ENTRIES PROVIDED START
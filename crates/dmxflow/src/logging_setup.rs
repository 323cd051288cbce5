//! Subscriber setup for the command line tool
//!
//! Console output goes to stderr so command output on stdout stays clean.
//! File output rolls daily under `LogConfig::log_dir`, one file per day named
//! after `LogConfig::file_prefix`.

use anyhow::{Context, Result};
use dmxflow_core::LogConfig;

use tracing_appender::non_blocking::WorkerGuard;
use tracing_appender::rolling::{RollingFileAppender, Rotation};
use tracing_subscriber::{
    filter::EnvFilter, fmt, layer::SubscriberExt, util::SubscriberInitExt, Layer,
};

/// Keeps the non-blocking file writer flushing until dropped
pub struct LogGuard {
    _guard: WorkerGuard,
}

/// Daily rolling appender for the configured directory and prefix
pub fn file_appender(config: &LogConfig) -> Result<RollingFileAppender> {
    config
        .ensure_log_directory()
        .context("Failed to create log directory")?;

    RollingFileAppender::builder()
        .rotation(Rotation::DAILY)
        .filename_prefix(config.file_prefix.as_str())
        .filename_suffix("log")
        .max_log_files(config.max_log_files.max(1))
        .build(&config.log_dir)
        .with_context(|| format!("Failed to open log directory {:?}", config.log_dir))
}

/// Install the global subscriber
pub fn init(config: &LogConfig) -> Result<Option<LogGuard>> {
    if config.file_output {
        if let Err(e) = config.cleanup_old_logs() {
            eprintln!("Warning: failed to clean up old log files: {}", e);
        }
    }

    // RUST_LOG wins over --log-level
    let filter = EnvFilter::builder()
        .with_default_directive(config.parse_level().into())
        .from_env_lossy();

    let console_layer = config.console_output.then(|| {
        fmt::layer()
            .with_writer(std::io::stderr)
            .with_target(false)
            .with_filter(filter.clone())
    });

    let (file_layer, guard) = if config.file_output {
        let (writer, worker_guard) = tracing_appender::non_blocking(file_appender(config)?);
        let layer = fmt::layer()
            .with_writer(writer)
            .with_ansi(false)
            .with_thread_names(true)
            .with_filter(filter);
        (Some(layer), Some(LogGuard { _guard: worker_guard }))
    } else {
        (None, None)
    };

    tracing_subscriber::registry()
        .with(console_layer)
        .with(file_layer)
        .init();

    tracing::debug!("Logging at level {}", config.level);
    if config.file_output {
        tracing::info!("Writing logs to {:?}", config.current_log_path());
    }

    Ok(guard)
}
use dmxflow_core::{PatchMap, UniversePatch, PLUGIN_NONE};

#[test]
fn test_unpatched_plugin_serializes_as_sentinel() {
    let map = PatchMap::new(2);
    let json = serde_json::to_string(&map).unwrap();

    assert_eq!(json.matches(&format!("\"{}\"", PLUGIN_NONE)).count(), 2);
}

#[test]
fn test_patch_json_roundtrip() {
    let mut map = PatchMap::new(3);
    map.set(0, Some("USB DMX Output"), Some(1)).unwrap();

    let json = serde_json::to_string_pretty(&map).unwrap();
    let restored: PatchMap = serde_json::from_str(&json).unwrap();

    assert_eq!(map, restored);
    assert_eq!(restored.get(1), Some(&UniversePatch::unpatched(1)));
}

#[test]
fn test_patch_ron_roundtrip() {
    let mut map = PatchMap::new(2);
    map.set(1, Some("USB DMX Output"), Some(0)).unwrap();

    let text = ron::ser::to_string_pretty(&map, ron::ser::PrettyConfig::default()).unwrap();
    assert!(text.contains("\"None\""));

    let restored: PatchMap = ron::from_str(&text).unwrap();
    assert_eq!(map, restored);
}

#[test]
fn test_sentinel_reads_back_as_unpatched() {
    let json = r#"{"universe":0,"plugin":"None","output":2}"#;
    let patch: UniversePatch = serde_json::from_str(json).unwrap();

    assert_eq!(patch.plugin, None);
    assert!(!patch.is_patched());
}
ENTRIES PROVIDED END
Output each record precisely as written.

YOUR RESPONSE
filename crates/dmxflow/src/logging_setup.rs
repository 323cd051288cbce5
//! Subscriber setup for the command line tool
//!
//! Console output goes to stderr so command output on stdout stays clean.
//! File output rolls daily under `LogConfig::log_dir`, one file per day named
//! after `LogConfig::file_prefix`.

use anyhow::{Context, Result};
use dmxflow_core::LogConfig;

use tracing_appender::non_blocking::WorkerGuard;
use tracing_appender::rolling::{RollingFileAppender, Rotation};
use tracing_subscriber::{
    filter::EnvFilter, fmt, layer::SubscriberExt, util::SubscriberInitExt, Layer,
};

/// Keeps the non-blocking file writer flushing until dropped
pub struct LogGuard {
    _guard: WorkerGuard,
}

/// Daily rolling appender for the configured directory and prefix
pub fn file_appender(config: &LogConfig) -> Result<RollingFileAppender> {
    config
        .ensure_log_directory()
        .context("Failed to create log directory")?;

    RollingFileAppender::builder()
        .rotation(Rotation::DAILY)
        .filename_prefix(config.file_prefix.as_str())
        .filename_suffix("log")
        .max_log_files(config.max_log_files.max(1))
        .build(&config.log_dir)
        .with_context(|| format!("Failed to open log directory {:?}", config.log_dir))
}

/// Install the global subscriber
pub fn init(config: &LogConfig) -> Result<Option<LogGuard>> {
    if config.file_output {
        if let Err(e) = config.cleanup_old_logs() {
            eprintln!("Warning: failed to clean up old log files: {}", e);
        }
    }

    // RUST_LOG wins over --log-level
    let filter = EnvFilter::builder()
        .with_default_directive(config.parse_level().into())
        .from_env_lossy();

    let console_layer = config.console_output.then(|| {
        fmt::layer()
            .with_writer(std::io::stderr)
            .with_target(false)
            .with_filter(filter.clone())
    });

    let (file_layer, guard) = if config.file_output {
        let (writer, worker_guard) = tracing_appender::non_blocking(file_appender(config)?);
        let layer = fmt::layer()
            .with_writer(writer)
            .with_ansi(false)
            .with_thread_names(true)
            .with_filter(filter);
        (Some(layer), Some(LogGuard { _guard: worker_guard }))
    } else {
        (None, None)
    };

    tracing_subscriber::registry()
        .with(console_layer)
        .with(file_layer)
        .init();

    tracing::debug!("Logging at level {}", config.level);
    if config.file_output {
        tracing::info!("Writing logs to {:?}", config.current_log_path());
    }

    Ok(guard)
}
use dmxflow_core::{PatchMap, UniversePatch, PLUGIN_NONE};

#[test]
fn test_unpatched_plugin_serializes_as_sentinel() {
    let map = PatchMap::new(2);
    let json = serde_json::to_string(&map).unwrap();

    assert_eq!(json.matches(&format!("\"{}\"", PLUGIN_NONE)).count(), 2);
}

#[test]
fn test_patch_json_roundtrip() {
    let mut map = PatchMap::new(3);
    map.set(0, Some("USB DMX Output"), Some(1)).unwrap();

    let json = serde_json::to_string_pretty(&map).unwrap();
    let restored: PatchMap = serde_json::from_str(&json).unwrap();

    assert_eq!(map, restored);
    assert_eq!(restored.get(1), Some(&UniversePatch::unpatched(1)));
}

#[test]
fn test_patch_ron_roundtrip() {
    let mut map = PatchMap::new(2);
    map.set(1, Some("USB DMX Output"), Some(0)).unwrap();

    let text = ron::ser::to_string_pretty(&map, ron::ser::PrettyConfig::default()).unwrap();
    assert!(text.contains("\"None\""));

    let restored: PatchMap = ron::from_str(&text).unwrap();
    assert_eq!(map, restored);
}

#[test]
fn test_sentinel_reads_back_as_unpatched() {
    let json = r#"{"universe":0,"plugin":"None","output":2}"#;
    let patch: UniversePatch = serde_json::from_str(json).unwrap();

    assert_eq!(patch.plugin, None);
    assert!(!patch.is_patched());
}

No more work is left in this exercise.